YP / BÖLÜM / 40

176K 5.4K 831
                                    

"Aras burası..."

"Burası ne?"

"Japonya da Eyfel Kulesi var mıydı?"

"Ne zaman mantıklı soru soracaksın?"

"Ne zaman beni kandırmaktan vazgeçeceksin. Hani Japonya'ya gelmiştik. Dostlarımız nasıl burada?"

"Ya hani bu kadar çok konuşuyorsun ya. Konuşmadan önce düşünmeyi akıl etmiyor musun? Toplantı yerimizi Paris'e almış olamaz mıyız?"

"Neden böyle bir şey yapasanız ki?"

"Müşteri memnuniyeti diyelim."

...

"Aras iki gün oldu. Sibel'le beni bu odaya tıktın. Hani toplantıdan sonra gezecektik."

"Toplantı daha bitmedi."

"Sıkıldık bu odanın içinde.", deyip dudak büzdüğümde ayna karşısında kravatını çekiştirerek düzeltmeyi bırakıp yanıma geldi.

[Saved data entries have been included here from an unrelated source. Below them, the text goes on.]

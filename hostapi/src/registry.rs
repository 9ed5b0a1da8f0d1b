//! In-memory builtin registry.
//!
//! `Builtins` implements `BuiltinRegistry` using a `BTreeMap` so that name
//! listings come out in a stable order. It is what most embedders and all
//! tests hand to the sandbox.

use std::collections::BTreeMap;
use std::fmt;

use crate::traits::BuiltinRegistry;
use crate::types::{BuiltinFn, BuiltinResult, Value};

/// In-memory builtin registry backed by `BTreeMap`.
#[derive(Default)]
pub struct Builtins {
    funcs: BTreeMap<String, Box<BuiltinFn>>,
}

impl Builtins {
    /// Create a new empty registry.
    pub fn new() -> Self {
        Self {
            funcs: BTreeMap::new(),
        }
    }

    /// Builder-style [`insert`](Self::insert).
    pub fn with<F>(mut self, name: impl Into<String>, func: F) -> Self
    where
        F: Fn(&[Value]) -> BuiltinResult + Send + Sync + 'static,
    {
        self.insert(name, func);
        self
    }

    /// Register `func` under `name`, replacing any previous registration.
    pub fn insert<F>(&mut self, name: impl Into<String>, func: F)
    where
        F: Fn(&[Value]) -> BuiltinResult + Send + Sync + 'static,
    {
        self.funcs.insert(name.into(), Box::new(func));
    }

    /// Remove the builtin registered under `name`.
    pub fn remove(&mut self, name: &str) {
        self.funcs.remove(name);
    }

    /// Move every registration from `other` into this registry.
    ///
    /// Entries in `other` override entries with the same name here.
    pub fn extend(&mut self, other: Builtins) {
        self.funcs.extend(other.funcs);
    }

    /// Registered names, in order.
    pub fn names(&self) -> impl Iterator<Item = &str> {
        self.funcs.keys().map(String::as_str)
    }

    /// Returns the number of registered builtins.
    pub fn len(&self) -> usize {
        self.funcs.len()
    }

    /// Returns true if no builtins are registered.
    pub fn is_empty(&self) -> bool {
        self.funcs.is_empty()
    }
}

impl BuiltinRegistry for Builtins {
    fn lookup(&self, name: &str) -> Option<&BuiltinFn> {
        self.funcs.get(name).map(|f| f.as_ref())
    }
}

impl fmt::Debug for Builtins {
    fn fmt(&self, f: &mut fmt::Formatter<'_>) -> fmt::Result {
        f.debug_set().entries(self.funcs.keys()).finish()
    }
}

Dağınık saçlarımın ve uykudan yeni uyanmış mahmurlu gözlerimin arasından elini yanağıma uzatıp baş parmağıyla yanaklarımı okşadı.

"En kısa zamanda."

...

"Aras iki hafta oldu. Neyi bekliyoruz anlamıyorum. Senle beraber gezecektik hani? Sadece Cihat'la çıkıyoruz. Ve nedense Cihat selam bile vermiyor. Yalnız hissediyorum kendimi. Bu şehre gelmekle hata yaptım."

"Öyle deme güzelim."

"Ne dememi bekliyorsun Aras. Ben eve gitmek istiyorum. İşlerini bitirince gelirsin.", derken çıkarttığım valize kıyafetlerimizi tek tek dürerek koymaya başladım.

"Ayza tamam dur toplama kıyafetlerini."

"Üzgünüm."

"Tamam dur toplantılar bitti."

"Sana inanmıyorum.", derken hala bir dolaptan kıyafet çıkartıp bir yatağın üzerinde ki valize seri bir şekilde koyuyordum.

Sıkılmıştım. Aras benimle ilgilenmiyordu. İşleri yoğundu hak veriyordum ama kaldıramayacağı bir sorumluluğu almamalıydı. Benimle ilgilenmeyecekse beni getirmemeliydi. Sadece toplantısına odaklanmalıydı.

Cihat'la da konuşamıyordum. Aklımda ki soruları bir türlü dökemiyordum Cihat'a.

"Sadece sen ve ben artık güzelim.", dediğinde ona sırtımı dönmüştüm. Yavaşça gelip belime sarıldı ve boynuma öpücükler kondurmaya başladı.

Elimde ki kıyafeti yatağın üzerine bırakıp ona döndüm.

"Sıkıldım Aras. Madem bana ayıracak vaktin yoktu neden getirdin?"

"Bu gün anlayacaksın."

"Ne?"

"Burak.", diye bağırdığında aniden kapıdan içeriye dalan Burak'a şaşkın gözlerle bakarken Aras'la sarmaş dolaş olan pozisyonumuz yeni aklıma donk etti. Utancımdan hemen ellerimi çekip arkama saklarken Aras da bana bakarak sırıtıyordu.

"Hazırlıklar bitti mi?"

"Hala sürüyor efendim."

"Ayza hanım sıkılmış. Daha fazla beklemek istemiyor."

"Anlaşıldı.", deyip dışarı çıktığında Aras'a döndüm.

"Ya ben uykumda yanlışlıkla Burak diye bağırsam, ya ağzımdan kaçıverse. Burak hemen içeriye mi dalar?", dedim gözlerimi kısıp meraklı gözlerle bakarak.